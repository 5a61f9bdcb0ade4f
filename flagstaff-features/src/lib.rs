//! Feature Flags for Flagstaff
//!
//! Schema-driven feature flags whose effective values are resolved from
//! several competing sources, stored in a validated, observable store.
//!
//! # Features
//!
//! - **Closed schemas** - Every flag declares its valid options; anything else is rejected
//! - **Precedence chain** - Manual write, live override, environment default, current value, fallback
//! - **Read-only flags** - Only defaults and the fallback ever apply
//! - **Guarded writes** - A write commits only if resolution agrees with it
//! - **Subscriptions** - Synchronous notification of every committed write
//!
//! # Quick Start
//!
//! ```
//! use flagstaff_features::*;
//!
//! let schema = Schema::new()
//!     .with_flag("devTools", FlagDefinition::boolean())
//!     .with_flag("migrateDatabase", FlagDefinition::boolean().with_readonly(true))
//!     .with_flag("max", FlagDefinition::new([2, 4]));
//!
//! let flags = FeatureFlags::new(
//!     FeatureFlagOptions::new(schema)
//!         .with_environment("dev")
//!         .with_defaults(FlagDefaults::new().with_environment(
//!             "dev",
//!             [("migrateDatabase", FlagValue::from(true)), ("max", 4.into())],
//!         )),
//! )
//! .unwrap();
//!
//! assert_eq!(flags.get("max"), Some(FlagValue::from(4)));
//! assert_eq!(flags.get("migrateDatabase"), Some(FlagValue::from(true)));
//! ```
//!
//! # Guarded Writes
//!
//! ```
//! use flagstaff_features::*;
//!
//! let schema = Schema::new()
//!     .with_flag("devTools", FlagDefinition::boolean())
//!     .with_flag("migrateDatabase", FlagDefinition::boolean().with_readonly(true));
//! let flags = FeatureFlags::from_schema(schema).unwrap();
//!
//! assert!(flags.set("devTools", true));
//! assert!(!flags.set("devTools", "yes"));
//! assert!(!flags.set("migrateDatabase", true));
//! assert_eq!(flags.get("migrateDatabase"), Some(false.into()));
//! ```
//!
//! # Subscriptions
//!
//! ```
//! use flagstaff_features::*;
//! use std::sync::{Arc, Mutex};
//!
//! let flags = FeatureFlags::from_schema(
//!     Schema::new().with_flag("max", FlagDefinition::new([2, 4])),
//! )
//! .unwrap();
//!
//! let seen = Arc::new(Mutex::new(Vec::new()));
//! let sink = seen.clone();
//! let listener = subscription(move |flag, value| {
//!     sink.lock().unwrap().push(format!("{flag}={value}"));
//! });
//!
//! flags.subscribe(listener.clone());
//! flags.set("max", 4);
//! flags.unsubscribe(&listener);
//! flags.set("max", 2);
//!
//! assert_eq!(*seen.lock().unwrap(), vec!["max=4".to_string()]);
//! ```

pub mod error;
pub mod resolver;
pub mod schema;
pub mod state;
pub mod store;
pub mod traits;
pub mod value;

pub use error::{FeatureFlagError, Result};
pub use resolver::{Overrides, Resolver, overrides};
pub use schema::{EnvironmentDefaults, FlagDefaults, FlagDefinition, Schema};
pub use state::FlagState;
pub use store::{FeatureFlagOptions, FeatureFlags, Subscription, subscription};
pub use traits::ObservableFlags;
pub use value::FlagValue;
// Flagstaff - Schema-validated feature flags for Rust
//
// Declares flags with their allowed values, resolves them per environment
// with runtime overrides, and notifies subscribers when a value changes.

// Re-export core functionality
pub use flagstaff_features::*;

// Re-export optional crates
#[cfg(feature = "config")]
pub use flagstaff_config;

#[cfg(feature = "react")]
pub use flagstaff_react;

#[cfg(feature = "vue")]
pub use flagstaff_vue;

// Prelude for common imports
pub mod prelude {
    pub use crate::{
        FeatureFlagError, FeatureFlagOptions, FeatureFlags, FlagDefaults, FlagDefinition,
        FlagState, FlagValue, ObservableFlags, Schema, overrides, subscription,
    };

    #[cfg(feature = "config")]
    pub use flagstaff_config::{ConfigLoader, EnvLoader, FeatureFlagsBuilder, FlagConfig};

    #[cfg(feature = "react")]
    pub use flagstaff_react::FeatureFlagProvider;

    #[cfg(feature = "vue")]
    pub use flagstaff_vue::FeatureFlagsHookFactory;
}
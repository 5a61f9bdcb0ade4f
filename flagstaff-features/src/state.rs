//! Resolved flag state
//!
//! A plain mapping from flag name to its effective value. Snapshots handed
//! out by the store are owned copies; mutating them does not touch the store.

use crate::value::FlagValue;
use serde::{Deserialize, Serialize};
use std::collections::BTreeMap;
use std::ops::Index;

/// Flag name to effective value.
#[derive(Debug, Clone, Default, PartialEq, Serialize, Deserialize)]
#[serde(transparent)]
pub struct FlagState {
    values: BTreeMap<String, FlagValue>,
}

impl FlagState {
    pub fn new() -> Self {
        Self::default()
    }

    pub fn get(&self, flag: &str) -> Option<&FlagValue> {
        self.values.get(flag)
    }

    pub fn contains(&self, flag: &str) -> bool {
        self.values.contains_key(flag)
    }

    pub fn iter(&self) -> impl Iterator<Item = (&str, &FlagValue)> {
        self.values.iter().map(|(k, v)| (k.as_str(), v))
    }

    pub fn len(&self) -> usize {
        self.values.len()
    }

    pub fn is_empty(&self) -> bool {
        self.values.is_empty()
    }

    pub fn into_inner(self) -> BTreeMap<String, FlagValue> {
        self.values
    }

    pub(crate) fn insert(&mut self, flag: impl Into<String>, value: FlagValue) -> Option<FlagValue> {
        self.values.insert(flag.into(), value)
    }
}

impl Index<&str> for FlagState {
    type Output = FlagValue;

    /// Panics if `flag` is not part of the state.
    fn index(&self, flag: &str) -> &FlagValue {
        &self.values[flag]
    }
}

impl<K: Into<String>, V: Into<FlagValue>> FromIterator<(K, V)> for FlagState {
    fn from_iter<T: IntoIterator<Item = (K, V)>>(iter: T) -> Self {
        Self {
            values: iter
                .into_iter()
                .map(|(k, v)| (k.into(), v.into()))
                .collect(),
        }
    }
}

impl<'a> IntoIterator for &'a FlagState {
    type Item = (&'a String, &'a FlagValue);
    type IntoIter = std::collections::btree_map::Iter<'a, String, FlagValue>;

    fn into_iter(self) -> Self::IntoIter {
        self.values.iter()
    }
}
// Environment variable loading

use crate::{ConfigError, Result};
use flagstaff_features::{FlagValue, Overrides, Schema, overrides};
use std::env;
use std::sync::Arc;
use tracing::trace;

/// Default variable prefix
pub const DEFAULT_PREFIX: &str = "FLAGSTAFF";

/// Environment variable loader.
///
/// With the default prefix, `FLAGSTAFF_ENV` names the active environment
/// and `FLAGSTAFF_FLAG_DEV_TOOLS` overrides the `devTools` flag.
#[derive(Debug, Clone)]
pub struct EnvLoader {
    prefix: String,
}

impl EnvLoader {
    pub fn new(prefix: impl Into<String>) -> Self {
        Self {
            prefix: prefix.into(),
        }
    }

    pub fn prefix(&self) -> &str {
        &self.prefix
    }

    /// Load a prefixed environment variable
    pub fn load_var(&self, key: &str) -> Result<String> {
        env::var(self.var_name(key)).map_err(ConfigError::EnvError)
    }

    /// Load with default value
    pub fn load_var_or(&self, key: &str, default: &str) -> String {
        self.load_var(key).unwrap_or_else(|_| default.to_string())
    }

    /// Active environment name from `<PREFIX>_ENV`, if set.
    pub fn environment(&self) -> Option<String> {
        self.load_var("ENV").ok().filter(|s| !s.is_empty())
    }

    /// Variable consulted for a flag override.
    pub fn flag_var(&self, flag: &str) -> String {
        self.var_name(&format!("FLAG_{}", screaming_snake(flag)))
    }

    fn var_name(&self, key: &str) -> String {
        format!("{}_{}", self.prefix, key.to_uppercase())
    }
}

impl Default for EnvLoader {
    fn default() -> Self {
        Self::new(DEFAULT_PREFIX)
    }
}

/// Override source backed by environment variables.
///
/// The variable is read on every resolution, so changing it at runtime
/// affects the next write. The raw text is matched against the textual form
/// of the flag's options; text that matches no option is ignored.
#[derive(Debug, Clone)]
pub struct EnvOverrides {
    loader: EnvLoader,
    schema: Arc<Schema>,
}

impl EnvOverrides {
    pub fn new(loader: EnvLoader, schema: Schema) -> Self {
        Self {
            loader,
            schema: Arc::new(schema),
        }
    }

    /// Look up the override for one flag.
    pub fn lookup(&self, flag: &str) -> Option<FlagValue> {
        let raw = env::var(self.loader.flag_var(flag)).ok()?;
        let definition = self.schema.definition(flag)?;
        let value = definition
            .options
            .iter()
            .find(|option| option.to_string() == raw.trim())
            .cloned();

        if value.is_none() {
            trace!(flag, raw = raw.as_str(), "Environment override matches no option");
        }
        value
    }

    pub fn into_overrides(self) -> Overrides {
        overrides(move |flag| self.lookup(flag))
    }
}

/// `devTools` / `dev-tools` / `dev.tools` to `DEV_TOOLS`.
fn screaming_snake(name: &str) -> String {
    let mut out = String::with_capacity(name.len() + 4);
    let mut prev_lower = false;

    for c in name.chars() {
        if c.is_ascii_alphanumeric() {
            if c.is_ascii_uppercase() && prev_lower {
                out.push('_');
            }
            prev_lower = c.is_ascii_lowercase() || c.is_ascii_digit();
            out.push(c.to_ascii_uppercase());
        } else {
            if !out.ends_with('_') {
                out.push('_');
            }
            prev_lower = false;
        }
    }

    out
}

■ ■ ■ ■

EXERCISE REQUIREMENTS:
Of the lines above, copy each that contains "traits".

TASK RESPONSE:
pub mod traits;
pub use traits::ObservableFlags;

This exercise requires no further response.